* [Records provided]:

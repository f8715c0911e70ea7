//! HTTP/WebSocket surface: thin `axum` wiring over the Query Surface and
//! Realtime Broker. No routing or doc generation beyond the fixed contract
//! — no Swagger/OpenAPI.

pub mod envelope;
pub mod handlers;
mod middleware;
mod routes;
mod ws;

use std::sync::Arc;

use axum::Router;
use tower_http::{compression::CompressionLayer, cors::CorsLayer, trace::TraceLayer};

use crate::broker::RealtimeBroker;
use crate::query::QuerySurface;

#[derive(Clone)]
pub struct AppState {
    pub query: Arc<QuerySurface>,
    pub broker: Arc<RealtimeBroker>,
}

pub fn create_app(query: Arc<QuerySurface>, broker: Arc<RealtimeBroker>) -> Router {
    let state = AppState { query, broker };
    let cors = CorsLayer::permissive();

    Router::new()
        .merge(routes::routes(state))
        .layer(axum::middleware::from_fn(middleware::correlation_id))
        .layer(TraceLayer::new_for_http())
        .layer(CompressionLayer::new())
        .layer(cors)
}
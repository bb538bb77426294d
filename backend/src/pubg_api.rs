use serde::Deserialize;

use crate::error::ApiError;
use aggregation::document::MatchDocument;

static PUBG_BASE: &str = "https://api.pubg.com/shards/steam";

/// Read-only access to the remote match API. One implementation talks
/// to the real service, tests script their own.
#[async_trait::async_trait]
pub trait MatchApi: Send + Sync {
    async fn fetch_match(&self, id: &str) -> Result<MatchDocument, ApiError>;

    async fn fetch_tournament_match_ids(
        &self,
        remote_tournament_id: &str,
    ) -> Result<Vec<String>, ApiError>;

    async fn fetch_player_match_ids(
        &self,
        name: &str,
        limit: usize,
    ) -> Result<Vec<String>, ApiError>;

    /// Fetch several matches, strictly sequentially and with duplicate
    /// ids requested only once. Individual fetch failures are logged
    /// and skipped, a missing credential aborts the batch.
    async fn fetch_matches(&self, ids: &[String]) -> Result<Vec<MatchDocument>, ApiError> {
        let mut seen = std::collections::HashSet::new();
        let mut payloads = Vec::new();
        for id in ids.iter().map(|id| id.trim()).filter(|id| !id.is_empty()) {
            if !seen.insert(id.to_string()) {
                continue;
            }
            match self.fetch_match(id).await {
                Ok(document) => payloads.push(document),
                Err(ApiError::MissingCredential) => return Err(ApiError::MissingCredential),
                Err(e) => {
                    tracing::warn!("Fetching match {}: {}", id, e);
                }
            }
        }
        Ok(payloads)
    }
}

pub struct Client {
    http: reqwest::Client,
    base: String,
    api_key: Option<String>,
}

#[derive(Debug, Deserialize)]
struct TournamentResponse {
    data: TournamentData,
}

#[derive(Debug, Deserialize, Default)]
#[serde(default)]
struct TournamentData {
    relationships: TournamentRelationships,
}

#[derive(Debug, Deserialize, Default)]
#[serde(default)]
struct TournamentRelationships {
    matches: RefList,
}

#[derive(Debug, Deserialize, Default)]
#[serde(default)]
struct RefList {
    data: Vec<MatchRef>,
}

#[derive(Debug, Deserialize)]
struct MatchRef {
    id: String,
}

#[derive(Debug, Deserialize, Default)]
#[serde(default)]
struct PlayersResponse {
    data: Vec<PlayerRecord>,
}

#[derive(Debug, Deserialize, Default)]
#[serde(default)]
struct PlayerRecord {
    relationships: PlayerRelationships,
}

#[derive(Debug, Deserialize, Default)]
#[serde(default)]
struct PlayerRelationships {
    matches: RefList,
}

impl Client {
    pub fn new(api_key: Option<String>) -> Self {
        Self::with_base(PUBG_BASE, api_key)
    }

    pub fn with_base<IS>(base: IS, api_key: Option<String>) -> Self
    where
        IS: Into<String>,
    {
        Self {
            http: reqwest::Client::new(),
            base: base.into(),
            api_key,
        }
    }

    async fn get<T>(&self, path: &str, args: &[(&str, &str)]) -> Result<T, ApiError>
    where
        T: serde::de::DeserializeOwned,
    {
        let key = self.api_key.as_deref().ok_or(ApiError::MissingCredential)?;

        let response = self
            .http
            .get(format!("{}{}", self.base, path))
            .query(args)
            .header("Authorization", format!("Bearer {}", key))
            .header("Accept", "application/vnd.api+json")
            .send()
            .await
            .map_err(ApiError::Transport)?;

        let status = response.status();
        if !status.is_success() {
            let body = response.text().await.unwrap_or_default();
            if status == reqwest::StatusCode::NOT_FOUND {
                return Err(ApiError::NotFound {
                    path: path.to_string(),
                    body,
                });
            }
            return Err(ApiError::Status {
                status: status.as_u16(),
                body,
            });
        }

        response.json::<T>().await.map_err(ApiError::Transport)
    }
}

#[async_trait::async_trait]
impl MatchApi for Client {
    async fn fetch_match(&self, id: &str) -> Result<MatchDocument, ApiError> {
        self.get(&format!("/matches/{}", id), &[]).await
    }

    async fn fetch_tournament_match_ids(
        &self,
        remote_tournament_id: &str,
    ) -> Result<Vec<String>, ApiError> {
        let response: TournamentResponse = self
            .get(&format!("/tournaments/{}", remote_tournament_id), &[])
            .await?;

        let mut seen = std::collections::HashSet::new();
        Ok(response
            .data
            .relationships
            .matches
            .data
            .into_iter()
            .map(|reference| reference.id)
            .filter(|id| !id.is_empty() && seen.insert(id.clone()))
            .collect())
    }

    async fn fetch_player_match_ids(
        &self,
        name: &str,
        limit: usize,
    ) -> Result<Vec<String>, ApiError> {
        let response: PlayersResponse = self
            .get("/players", &[("filter[playerNames]", name)])
            .await?;

        let ids = response
            .data
            .into_iter()
            .next()
            .map(|player| {
                player
                    .relationships
                    .matches
                    .data
                    .into_iter()
                    .map(|reference| reference.id)
                    .collect::<Vec<_>>()
            })
            .unwrap_or_default();

        Ok(ids.into_iter().take(limit).collect())
    }
}
use clap::Parser;
use std::sync::Arc;
use tracing_subscriber::prelude::__tracing_subscriber_SubscriberExt;

const MIGRATIONS: diesel_async_migrations::EmbeddedMigrations =
    diesel_async_migrations::embed_migrations!("../migrations/");

#[derive(Debug, Parser)]
struct Args {
    /// Address the HTTP server binds to.
    #[clap(long, default_value = "0.0.0.0:3000")]
    listen: String,
}

async fn run_migrations(connection: &mut diesel_async::AsyncPgConnection) {
    MIGRATIONS.run_pending_migrations(connection).await.unwrap();
}

fn logged_target(target: &str) -> bool {
    target.contains("backend") || target.contains("aggregation")
}

#[tokio::main(flavor = "current_thread")]
async fn main() {
    let args = Args::parse();

    let registry = tracing_subscriber::Registry::default()
        .with(tracing_subscriber::fmt::layer())
        .with(tracing_subscriber::filter::filter_fn(|meta| {
            logged_target(meta.target())
        }));
    tracing::subscriber::set_global_default(registry).unwrap();

    tracing::info!("Starting...");

    let store: Arc<dyn backend::storage::MatchStore> = match std::env::var("DATABASE_URL") {
        Ok(database_url) => {
            tracing::info!("Applying Migrations");
            run_migrations(&mut backend::db_connection(&database_url).await).await;
            tracing::info!("Completed Migrations");

            Arc::new(backend::storage::PgStore::new(database_url))
        }
        Err(_) => {
            tracing::warn!("'DATABASE_URL' is not set, storing matches in memory only");
            Arc::new(backend::storage::MemoryStore::new())
        }
    };

    let default_api_key = std::env::var("PUBG_API_KEY").ok();
    if default_api_key.is_none() {
        tracing::warn!("'PUBG_API_KEY' is not set, requests need to carry their own credential");
    }

    let state = backend::api::AppState {
        store,
        aggregator: Arc::new(aggregation::Aggregator::new()),
        default_api_key,
    };

    let router = axum::Router::new().nest("/api/", backend::api::router(state));

    let listener = tokio::net::TcpListener::bind(&args.listen).await.unwrap();
    tracing::info!("Listening on {}", args.listen);
    axum::serve(listener, router).await.unwrap();
}
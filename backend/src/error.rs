//! Error types for the ingestion pipeline.
//!
//! Nothing in here retries: configuration problems and upstream
//! failures are surfaced to the caller as-is, persistence failures
//! abort only the document being written.

/// Failure talking to the remote match API.
#[derive(Debug)]
pub enum ApiError {
    /// No credential was supplied for a call that needs one.
    MissingCredential,
    NotFound { path: String, body: String },
    Status { status: u16, body: String },
    Transport(reqwest::Error),
}

impl std::fmt::Display for ApiError {
    fn fmt(&self, f: &mut std::fmt::Formatter<'_>) -> std::fmt::Result {
        match self {
            ApiError::MissingCredential => write!(f, "PUBG API key not configured"),
            ApiError::NotFound { path, .. } => write!(f, "PUBG API 404: {}", path),
            ApiError::Status { status, body } => write!(f, "PUBG API {}: {}", status, body),
            ApiError::Transport(e) => write!(f, "PUBG API transport: {}", e),
        }
    }
}

/// Failure writing to or reading from the match store.
#[derive(Debug)]
pub enum StorageError {
    Connection(diesel::ConnectionError),
    Query(diesel::result::Error),
    Payload(serde_json::Error),
}

impl std::fmt::Display for StorageError {
    fn fmt(&self, f: &mut std::fmt::Formatter<'_>) -> std::fmt::Result {
        match self {
            StorageError::Connection(e) => write!(f, "Connecting to database: {}", e),
            StorageError::Query(e) => write!(f, "Running query: {}", e),
            StorageError::Payload(e) => write!(f, "Encoding payload: {}", e),
        }
    }
}

impl From<diesel::ConnectionError> for StorageError {
    fn from(value: diesel::ConnectionError) -> Self {
        Self::Connection(value)
    }
}

impl From<diesel::result::Error> for StorageError {
    fn from(value: diesel::result::Error) -> Self {
        Self::Query(value)
    }
}

impl From<serde_json::Error> for StorageError {
    fn from(value: serde_json::Error) -> Self {
        Self::Payload(value)
    }
}

/// Top-level failure of a live-data request.
#[derive(Debug)]
pub enum PipelineError {
    Configuration(String),
    Api(ApiError),
    Storage(StorageError),
}

impl PipelineError {
    pub fn configuration<IS>(message: IS) -> Self
    where
        IS: Into<String>,
    {
        Self::Configuration(message.into())
    }
}

impl std::fmt::Display for PipelineError {
    fn fmt(&self, f: &mut std::fmt::Formatter<'_>) -> std::fmt::Result {
        match self {
            PipelineError::Configuration(msg) => write!(f, "{}", msg),
            PipelineError::Api(e) => write!(f, "{}", e),
            PipelineError::Storage(e) => write!(f, "{}", e),
        }
    }
}

impl From<ApiError> for PipelineError {
    fn from(value: ApiError) -> Self {
        Self::Api(value)
    }
}

impl From<StorageError> for PipelineError {
    fn from(value: StorageError) -> Self {
        Self::Storage(value)
    }
}

impl axum::response::IntoResponse for PipelineError {
    fn into_response(self) -> axum::response::Response {
        let (status, body) = match self {
            PipelineError::Configuration(msg) => (
                axum::http::StatusCode::BAD_REQUEST,
                serde_json::json!({ "error": msg }),
            ),
            PipelineError::Api(ApiError::MissingCredential) => (
                axum::http::StatusCode::BAD_REQUEST,
                serde_json::json!({ "error": "PUBG API key not configured" }),
            ),
            PipelineError::Api(ApiError::NotFound { path, .. }) => (
                axum::http::StatusCode::NOT_FOUND,
                serde_json::json!({ "error": "Not found upstream", "details": path }),
            ),
            PipelineError::Api(e) => (
                axum::http::StatusCode::BAD_GATEWAY,
                serde_json::json!({ "error": "PUBG API error", "details": e.to_string() }),
            ),
            PipelineError::Storage(e) => {
                tracing::error!("Storage failure: {}", e);
                (
                    axum::http::StatusCode::INTERNAL_SERVER_ERROR,
                    serde_json::json!({ "error": "Storage failure" }),
                )
            }
        };
        (status, axum::Json(body)).into_response()
    }
}
use diesel::prelude::*;

// `treat_none_as_null` on the changeset derives gives re-ingestion
// full-overwrite semantics: a column the new payload omits is cleared,
// never merged with the previous value.

#[derive(Queryable, Selectable, Insertable, AsChangeset, Debug, Clone, PartialEq)]
#[diesel(table_name = crate::schema::matches)]
#[diesel(treat_none_as_null = true)]
#[diesel(check_for_backend(diesel::pg::Pg))]
pub struct MatchRow {
    pub match_id: String,
    pub payload: serde_json::Value,
    pub created_at: Option<chrono::DateTime<chrono::Utc>>,
    pub duration: Option<i32>,
    pub game_mode: Option<String>,
    pub is_custom_match: bool,
    pub map_name: Option<String>,
    pub map_display_name: Option<String>,
    pub match_type: Option<String>,
    pub season_state: Option<String>,
    pub shard_id: Option<String>,
    pub title_id: Option<String>,
    pub stats: serde_json::Value,
    pub tags: serde_json::Value,
}

#[derive(Queryable, Selectable, Insertable, AsChangeset, Debug, Clone, PartialEq)]
#[diesel(table_name = crate::schema::match_rosters)]
#[diesel(treat_none_as_null = true)]
#[diesel(check_for_backend(diesel::pg::Pg))]
pub struct RosterRow {
    pub roster_id: String,
    pub match_id: String,
    pub team_id: Option<String>,
    pub rank: Option<i32>,
    pub won: bool,
    pub shard_id: Option<String>,
}

#[derive(Queryable, Selectable, Insertable, AsChangeset, Debug, Clone, PartialEq)]
#[diesel(table_name = crate::schema::match_participants)]
#[diesel(treat_none_as_null = true)]
#[diesel(check_for_backend(diesel::pg::Pg))]
pub struct ParticipantRow {
    pub participant_id: String,
    pub match_id: String,
    pub roster_id: Option<String>,
    pub player_id: Option<String>,
    pub player_name: Option<String>,
    pub shard_id: Option<String>,
    pub dbnos: Option<i32>,
    pub assists: Option<i32>,
    pub boosts: Option<i32>,
    pub damage_dealt: Option<f64>,
    pub death_type: Option<String>,
    pub headshot_kills: Option<i32>,
    pub heals: Option<i32>,
    pub kill_place: Option<i32>,
    pub kill_streaks: Option<i32>,
    pub kills: Option<i32>,
    pub longest_kill: Option<f64>,
    pub revives: Option<i32>,
    pub ride_distance: Option<f64>,
    pub road_kills: Option<i32>,
    pub swim_distance: Option<f64>,
    pub team_kills: Option<i32>,
    pub time_survived: Option<f64>,
    pub vehicle_destroys: Option<i32>,
    pub walk_distance: Option<f64>,
    pub weapons_acquired: Option<i32>,
    pub win_place: Option<i32>,
    pub raw_stats: Option<serde_json::Value>,
}

#[derive(Queryable, Selectable, Insertable, AsChangeset, Debug, Clone, PartialEq)]
#[diesel(table_name = crate::schema::match_assets)]
#[diesel(treat_none_as_null = true)]
#[diesel(check_for_backend(diesel::pg::Pg))]
pub struct AssetRow {
    pub asset_id: String,
    pub match_id: String,
    pub url: Option<String>,
    pub created_at: Option<chrono::DateTime<chrono::Utc>>,
    pub description: Option<String>,
    pub name: Option<String>,
}

#[derive(Queryable, Selectable, Insertable, Debug, Clone, PartialEq)]
#[diesel(table_name = crate::schema::match_roster_participants)]
#[diesel(check_for_backend(diesel::pg::Pg))]
pub struct RosterParticipantRow {
    pub roster_id: String,
    pub participant_id: String,
}

#[derive(Queryable, Selectable, Insertable, Debug, Clone, PartialEq)]
#[diesel(table_name = crate::schema::tournament_matches)]
#[diesel(check_for_backend(diesel::pg::Pg))]
pub struct TournamentMatchRow {
    pub tournament_id: String,
    pub match_id: String,
}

* [Action item]: Restate word for word the entries above from the line with "impl From<StorageError> for" through the line with "fn into_response(self) ->", inclusive, leaving out everything else.

* [Written solution]:
impl From<StorageError> for PipelineError {
    fn from(value: StorageError) -> Self {
        Self::Storage(value)
    }
}

impl axum::response::IntoResponse for PipelineError {
    fn into_response(self) -> axum::response::Response {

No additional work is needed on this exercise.